Sakramen, sebagaimana difahami oleh Gereja katolik, adalah tanda yang terlihat, yang dapat
ditangkap oleh panca indera, yang dilembagakan oleh Yesus dan dipercayakan kepada
Gereja, sebagai sarana yang dengannya rahmat ilahi diindikasikan oleh tanda yang
diterimakan, yang membantu pribadi penerimanya untuk berkembang dalam kekudusan, dan
berkontribusi kepada pertumbuhan Gereja dalam amal-kasih dan kesaksian.
Gereja Katolik mengajarkan bahwa efek dari suatu sakramen itu ada ex opere operato (oleh
kenyataan bahwa sakramen itu dilayankan), tanpa memperhitungkan kekudusan pribadi
pelayan yang melayankannya; kurang layaknya kondisi penerima untuk menerima rahmat
yang dianugerahkan tersebut dapat menghalangi efektivitas sakramen itu bagi yang
bersangkutan; sakramen memerlukan adanya iman, meskipun kata-kata dan elemen-elemen
ritualnya, menyuburkan, menguatkan dan memberi ekspresi bagi iman (Kompendium
Katekismus Gereja Katolik, 224).
Gereja katolik mengajarkan adanya tujuh sakramen, dan diurutkan dalam Katekismus Gereja
Katolik (KGK) sebagai berikut:
Pembaptisan: KGK 1213–1284
Penguatan, juga disebut Krisma (KGK 1289): KGK 1285–1321
Ekaristi: KGK 1322–1419
Rekonsiliasi(umumnya disebut "Pengakuan Dosa"):KGK 1422–1498
Pengurapan orang sakit: KGK 1499–1532
Imamat: KGK 1536–1600
Pernikahan: KGK 1601–1666
Penjelasan tiap sakramen tersebut berikut ini terutama didasarkan atas Kompendium
Katekismus Gereja Katolik.
Daftar isi
1 Sakramen-sakramen Inisiasi
o 1.1 Pembaptisan
o 1.2 Penguatan
o 1.3 Ekaristi
2 Sakramen-sakramen Penyembuhan
o 2.1 Rekonsiliasi
o 2.2 Pengurapan Orang Sakit
3 Sakramen-sakramen Panggilan
o 3.1 Imamat
o 3.2 Pernikahan
4 Validitas dan keabsahan pelayanan sakramen-sakramen
5 Para Pelayan-Sakramen Biasa dan Luar Biasa
6 Referensi
7 Pranala luar
Sakramen-sakramen Inisiasi
Pembaptisan
Pembaptisan adalah sakramen pertama dan mendasar dalam inisiasi Kristiani.
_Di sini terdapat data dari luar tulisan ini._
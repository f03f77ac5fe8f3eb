mod dry_keyboard_listener;
mod keyboard_listener;
mod r#trait;

pub use self::dry_keyboard_listener::DryRunKeyboardListener;
pub use self::keyboard_listener::{translate_event, RealKeyboardListener};
pub use self::r#trait::{create_keyboard_listener, KeyboardListenerTrait};
pub mod keyboard;
pub mod order;
pub mod window;

pub use keyboard::{KeyCode, KeyEvent, KeyState};
pub use order::{OrderSummary, SwitcherEvent};
pub use window::{WindowId, WindowInfo};
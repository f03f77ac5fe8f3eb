//! Navigation Controller: переход к следующему/предыдущему окну текущего порядка.

use crate::config::NavigationConfig;
use crate::debug_if_enabled;
use crate::events::WindowId;
use crate::services::class_filter::ClassFilter;
use crate::services::order_store::{DeleteMode, OrderStore, WindowEntry};
use crate::services::window_system::WindowSystem;
use std::fmt;
use std::time::Duration;
use tracing::{info, warn};

#[derive(Debug, Clone, PartialEq, Eq)]
pub enum NavigationOutcome {
    Activated(WindowId),
    /// Следующая строка является клоном того же окна: сдвинут только курсор
    AdvancedOnClone(WindowId),
    /// В порядке одно окно, и оно уже активно
    NothingToCycle,
    EmptyOrder,
    ActiveWindowUnavailable,
    ActivationFailed(WindowId),
}

impl fmt::Display for NavigationOutcome {
    fn fmt(&self, f: &mut fmt::Formatter<'_>) -> fmt::Result {
        match self {
            NavigationOutcome::Activated(id) => write!(f, "активировано окно {}", id),
            NavigationOutcome::AdvancedOnClone(id) => write!(f, "курсор сдвинут на клон окна {}", id),
            NavigationOutcome::NothingToCycle => write!(f, "переключаться не на что"),
            NavigationOutcome::EmptyOrder => write!(f, "порядок пуст"),
            NavigationOutcome::ActiveWindowUnavailable => write!(f, "активное окно не определено"),
            NavigationOutcome::ActivationFailed(id) => write!(f, "окно {} не активировалось", id),
        }
    }
}

pub struct Navigator {
    cursor: usize,
    max_retries: u32,
    poll_attempts: u32,
    poll_interval: Duration,
}

impl Navigator {
    pub fn new(config: &NavigationConfig) -> Self {
        Self {
            cursor: 0,
            max_retries: config.max_retries.max(1),
            poll_attempts: config.activation_poll_attempts.max(1),
            poll_interval: Duration::from_millis(config.activation_poll_interval_ms),
        }
    }

    pub fn cursor(&self) -> usize {
        self.cursor
    }

    pub fn reset_cursor(&mut self) {
        self.cursor = 0;
    }

    /// Перейти к следующему окну (или предыдущему при `backwards`).
    ///
    /// Ошибки оконной системы не выходят наружу: они считаются попытками и
    /// отражаются в итоговом [`NavigationOutcome`].
    pub async fn move_next(
        &mut self,
        store: &mut OrderStore,
        windows: &dyn WindowSystem,
        filter: &ClassFilter,
        backwards: bool,
    ) -> NavigationOutcome {
        let mut failures = 0u32;

        let outcome = loop {
            let active = match windows.active_window().await {
                Ok(Some(id)) => id,
                Ok(None) => {
                    failures += 1;
                    warn!("Активное окно не определено (попытка {}/{})", failures, self.max_retries);
                    if failures >= self.max_retries {
                        break NavigationOutcome::ActiveWindowUnavailable;
                    }
                    continue;
                }
                Err(e) => {
                    failures += 1;
                    warn!(
                        "Ошибка запроса активного окна (попытка {}/{}): {}",
                        failures, self.max_retries, e
                    );
                    if failures >= self.max_retries {
                        break NavigationOutcome::ActiveWindowUnavailable;
                    }
                    continue;
                }
            };

            let order = store.current_order();
            if order.is_empty() {
                break NavigationOutcome::EmptyOrder;
            }
            if order.len() == 1 && order[0].id == active {
                break NavigationOutcome::NothingToCycle;
            }

            self.sync_cursor(&order, active);
            let next = Self::step(self.cursor, order.len(), backwards);
            let target = &order[next];

            if order[self.cursor].id == target.id && target.is_cloned {
                self.cursor = next;
                break NavigationOutcome::AdvancedOnClone(target.id);
            }

            let eligible = match windows.list_active_windows().await {
                Ok(snapshot) => snapshot.iter().any(|w| w.id == target.id && filter.accepts(w)),
                Err(e) => {
                    failures += 1;
                    warn!("Ошибка получения списка окон: {}", e);
                    if failures >= self.max_retries {
                        break NavigationOutcome::ActiveWindowUnavailable;
                    }
                    continue;
                }
            };

            if !eligible {
                info!("Окно {} больше недоступно, убираем из порядка", target);
                if let Err(e) = store.delete_entry(target.position, DeleteMode::Soft) {
                    warn!("Не удалось пометить окно закрытым: {}", e);
                    break NavigationOutcome::ActivationFailed(target.id);
                }
                continue;
            }

            debug_if_enabled!("Следующее окно: {}", target);
            if self.activate(windows, target.id).await {
                self.cursor = next;
                break NavigationOutcome::Activated(target.id);
            }
            break NavigationOutcome::ActivationFailed(target.id);
        };

        info!("Навигация: {}", outcome);
        outcome
    }

    /// Курсор следует за окном, которое реально активно
    fn sync_cursor(&mut self, order: &[WindowEntry], active: WindowId) {
        if order.get(self.cursor).is_some_and(|e| e.id == active) {
            return;
        }
        match order.iter().position(|e| e.id == active) {
            Some(index) => self.cursor = index,
            None => self.cursor = self.cursor.min(order.len() - 1),
        }
    }

    fn step(cursor: usize, len: usize, backwards: bool) -> usize {
        if backwards {
            (cursor + len - 1) % len
        } else {
            (cursor + 1) % len
        }
    }

    async fn activate(&self, windows: &dyn WindowSystem, id: WindowId) -> bool {
        match windows.activate_window(id).await {
            Ok(true) => {}
            Ok(false) => {
                warn!("Оконный менеджер отказал в активации окна {}", id);
                return false;
            }
            Err(e) => {
                warn!("Ошибка активации окна {}: {}", id, e);
                return false;
            }
        }

        for _ in 0..self.poll_attempts {
            if let Ok(true) = windows.is_window_active(id).await {
                return true;
            }
            tokio::time::sleep(self.poll_interval).await;
        }

        warn!("Окно {} не стало активным за отведённое время", id);
        false
    }
}
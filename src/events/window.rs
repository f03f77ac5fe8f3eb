use serde::{Deserialize, Serialize};
use std::fmt;
use std::str::FromStr;

/// Идентификатор окна X11 (стабилен, пока живёт окно)
#[derive(Debug, Clone, Copy, PartialEq, Eq, Hash, PartialOrd, Ord, Serialize, Deserialize)]
pub struct WindowId(pub u64);

impl WindowId {
    pub fn value(&self) -> u64 {
        self.0
    }
}

impl fmt::Display for WindowId {
    fn fmt(&self, f: &mut fmt::Formatter<'_>) -> fmt::Result {
        write!(f, "{}", self.0)
    }
}

impl FromStr for WindowId {
    type Err = std::num::ParseIntError;

    /// Принимает как десятичную запись (xdotool), так и `0x...` (wmctrl)
    fn from_str(s: &str) -> Result<Self, Self::Err> {
        let s = s.trim();
        match s.strip_prefix("0x").or_else(|| s.strip_prefix("0X")) {
            Some(hex) => u64::from_str_radix(hex, 16).map(WindowId),
            None => s.parse::<u64>().map(WindowId),
        }
    }
}

/// Информация об открытом окне, как её отдаёт оконная система
#[derive(Debug, Clone, PartialEq, Eq, Hash, Serialize, Deserialize)]
pub struct WindowInfo {
    pub id: WindowId,
    pub class: String,
    pub title: String,
    /// Номер рабочего стола, -1 для окон на всех столах
    pub desktop: i32,
    pub desktop_name: String,
}

impl WindowInfo {
    pub fn new(id: WindowId, class: impl Into<String>) -> Self {
        Self {
            id,
            class: class.into(),
            title: String::new(),
            desktop: 0,
            desktop_name: String::new(),
        }
    }

    pub fn with_title(mut self, title: impl Into<String>) -> Self {
        self.title = title.into();
        self
    }

    pub fn with_desktop(mut self, desktop: i32, desktop_name: impl Into<String>) -> Self {
        self.desktop = desktop;
        self.desktop_name = desktop_name.into();
        self
    }

    /// Окно закреплено на всех рабочих столах (панели, доки)
    pub fn is_sticky(&self) -> bool {
        self.desktop < 0
    }
}

impl fmt::Display for WindowInfo {
    fn fmt(&self, f: &mut fmt::Formatter<'_>) -> fmt::Result {
        if self.title.is_empty() {
            write!(f, "{} ({})", self.id, self.class)
        } else {
            write!(f, "{} \"{}\" ({})", self.id, self.title, self.class)
        }
    }
}
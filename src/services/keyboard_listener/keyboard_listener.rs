use crate::config::Config;
use crate::error::{Result, SwitcherError};
use crate::events::{KeyCode, KeyEvent, KeyState};
use crate::services::keycode_map::KeycodeMap;
use crate::services::switcher::SwitcherHandle;
use crate::utils::DeviceFinder;
use crate::{switcher_error, trace_if_enabled};
use evdev::{Device, EventType};
use std::path::PathBuf;
use std::sync::Arc;
use std::time::Duration;
use tracing::{debug, error, info, warn};

use super::r#trait::KeyboardListenerTrait;

/// Подряд идущие ошибки чтения, после которых слушатель сдаётся
const MAX_READ_ERRORS: u32 = 50;

/// Слушатель evdev. Устройство читается без захвата: нажатия продолжают
/// доходить до X11, мы только наблюдаем.
pub struct RealKeyboardListener {
    switcher: SwitcherHandle,
    device: Device,
    device_path: PathBuf,
}

impl RealKeyboardListener {
    pub fn new(config: Arc<Config>, switcher: SwitcherHandle) -> Result<Self> {
        info!("Инициализация RealKeyboardListener");

        let device_path = DeviceFinder::find_keyboard_device(&config.input.device_path)?;

        let device = Device::open(&device_path).map_err(|e| {
            SwitcherError::DeviceNotFound(format!(
                "Не удалось открыть устройство {:?}: {}",
                device_path, e
            ))
        })?;

        info!("Устройство: {}", device.name().unwrap_or("Unknown"));
        debug!("Физический путь: {:?}", device.physical_path());

        Ok(Self {
            switcher,
            device,
            device_path,
        })
    }

    async fn run_impl(self) -> Result<()> {
        info!("RealKeyboardListener запущен, читаем {:?}", self.device_path);

        // fetch_events блокирует поток до прихода событий
        tokio::task::spawn_blocking(move || self.read_loop())
            .await
            .map_err(|e| switcher_error!(internal, "поток чтения клавиатуры упал: {}", e))?
    }

    fn read_loop(mut self) -> Result<()> {
        let mut read_errors = 0u32;

        loop {
            let events: Vec<KeyEvent> = match self.device.fetch_events() {
                Ok(events) => {
                    read_errors = 0;
                    events
                        .filter_map(|e| translate_event(e.event_type(), e.code(), e.value()))
                        .collect()
                }
                Err(e) => {
                    read_errors += 1;
                    error!("Ошибка чтения событий: {}", e);
                    if read_errors >= MAX_READ_ERRORS {
                        return Err(SwitcherError::Io(e));
                    }
                    std::thread::sleep(Duration::from_millis(100));
                    continue;
                }
            };

            for event in events {
                trace_if_enabled!("Событие клавиши: {}", event);
                if self.switcher.send_key_blocking(event).is_err() {
                    warn!("Переключатель остановлен, слушатель завершает работу");
                    return Ok(());
                }
            }
        }
    }
}

/// Событие evdev в нажатие/отпускание. Правые модификаторы приводятся к левым,
/// чтобы `ctrl` в сочетании срабатывал от обеих клавиш.
pub fn translate_event(event_type: EventType, code: u16, value: i32) -> Option<KeyEvent> {
    if event_type != EventType::KEY {
        return None;
    }
    let Some(state) = KeyState::from_evdev_value(value) else {
        debug!("Неизвестное значение события: {}", value);
        return None;
    };
    Some(KeyEvent::new(KeycodeMap::canonical(KeyCode(code)), state))
}

#[async_trait::async_trait]
impl KeyboardListenerTrait for RealKeyboardListener {
    async fn run(self: Box<Self>) -> Result<()> {
        (*self).run_impl().await
    }
}

#[cfg(test)]
mod tests {
    use super::*;

    #[test]
    fn test_translate_key_events() {
        let event = translate_event(EventType::KEY, 15, 1).unwrap();
        assert_eq!(event.key_code, KeyCode(15));
        assert_eq!(event.state, KeyState::Pressed);

        let event = translate_event(EventType::KEY, 15, 2).unwrap();
        assert_eq!(event.state, KeyState::Repeat);

        assert!(translate_event(EventType::KEY, 15, 7).is_none());
        assert!(translate_event(EventType::RELATIVE, 0, 1).is_none());
    }

    #[test]
    fn test_right_modifiers_fold_to_left() {
        let right_ctrl = translate_event(EventType::KEY, 97, 1).unwrap();
        assert_eq!(right_ctrl.key_code, KeycodeMap::key("ctrl").unwrap());

        let right_alt = translate_event(EventType::KEY, 100, 0).unwrap();
        assert_eq!(right_alt.key_code, KeycodeMap::key("alt").unwrap());
        assert_eq!(right_alt.state, KeyState::Released);
    }
}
Sakramen ini
dilayankan dengan cara menyelamkan si penerima ke dalam air atau dengan mencurahkan
(tidak sekedar memercikkan) air ke atas kepala si penerima "dalam nama Allah Bapa dan
Allah Putra dan Roh Kudus " (Matius 28:19). Pelayan sakramen ini biasanya seorang uskup
atau imam, atau (dalam Gereja Latin, namun tidak demikian halnya dalam Gereja Timur)
seorang diakon.
Dalam keadaan darurat, siapapun yang berniat untuk melakukan apa yang dilakukan Gereja,
bahkan jika orang itu bukanlah seorang Kristiani, dapat membaptis.
Pembaptisan membebaskan penerimanya dari dosa asal serta semua dosa pribadi dan dari
hukuman akibat dosa-dosa tersebut, dan membuat orang yang dibaptis itu mengambil bagian
dalam kehidupan Tritunggal Allah melalui "rahmat yang menguduskan" (rahmat pembenaran
yang mempersatukan pribadi yang bersangkutan dengan Kristus dan Gereja-Nya).
Pembaptisan juga membuat penerimanya mengambil bagian dalam imamat Kristus dan
merupakan landasan komuni (persekutuan) antar semua orang Kristen.
Penguatan
Penguatan atau Krisma adalah sakramen ketiga dalam inisiasi Kristiani. Sakramen ini
diberikan dengan cara mengurapi penerimanya dengan Krisma, minyak yang telah dicampur
sejenis balsam, yang memberinya aroma khas, disertai doa khusus yang menunjukkan bahwa,
baik dalam variasi Barat maupun Timurnya, karunia Roh Kudus menandai si penerima
seperti sebuah meterai. Melalui sakramen ini, rahmat yang diberikan dalam pembaptisan
"diperkuat dan diperdalam" [1].
Seperti pembaptisan, penguatan hanya diterima satu kali, dan si penerima harus dalam
keadaan layak (artinya bebas dari dosa-maut apapun yang diketahui dan yang belum diakui)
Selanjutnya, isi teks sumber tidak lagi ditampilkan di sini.